▶ What you need to do
Give each record below again, without a single difference.

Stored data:
- Opening Delimiter -

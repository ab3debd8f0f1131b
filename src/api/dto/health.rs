//! DTOs for the health check endpoint.

use serde::Serialize;

#[derive(Debug, Serialize)]
pub struct HealthResponse {
    /// `healthy` when every check passed, otherwise `degraded`.
    pub status: &'static str,
    pub version: &'static str,
    pub checks: HealthChecks,
}

#[derive(Debug, Serialize)]
pub struct HealthChecks {
    pub database: CheckStatus,
    pub click_queue: CheckStatus,
    pub cache: CheckStatus,
}

/// Outcome of one component check.
#[derive(Debug, Serialize)]
pub struct CheckStatus {
    pub status: &'static str,

    #[serde(skip_serializing_if = "Option::is_none")]
    pub message: Option<String>,
}

impl CheckStatus {
    pub fn ok(message: impl Into<String>) -> Self {
        Self {
            status: "ok",
            message: Some(message.into()),
        }
    }

    pub fn error(message: impl Into<String>) -> Self {
        Self {
            status: "error",
            message: Some(message.into()),
        }
    }

    pub fn is_ok(&self) -> bool {
        self.status == "ok"
    }
}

- Closing Delimiter -

▶ Expected answer
repository ab3debd8f0f1131b
filename src/api/dto/health.rs
//! DTOs for the health check endpoint.

use serde::Serialize;

#[derive(Debug, Serialize)]
pub struct HealthResponse {
    /// `healthy` when every check passed, otherwise `degraded`.
    pub status: &'static str,
    pub version: &'static str,
    pub checks: HealthChecks,
}

#[derive(Debug, Serialize)]
pub struct HealthChecks {
    pub database: CheckStatus,
    pub click_queue: CheckStatus,
    pub cache: CheckStatus,
}

/// Outcome of one component check.
#[derive(Debug, Serialize)]
pub struct CheckStatus {
    pub status: &'static str,

    #[serde(skip_serializing_if = "Option::is_none")]
    pub message: Option<String>,
}

impl CheckStatus {
    pub fn ok(message: impl Into<String>) -> Self {
        Self {
            status: "ok",
            message: Some(message.into()),
        }
    }

    pub fn error(message: impl Into<String>) -> Self {
        Self {
            status: "error",
            message: Some(message.into()),
        }
    }

    pub fn is_ok(&self) -> bool {
        self.status == "ok"
    }
}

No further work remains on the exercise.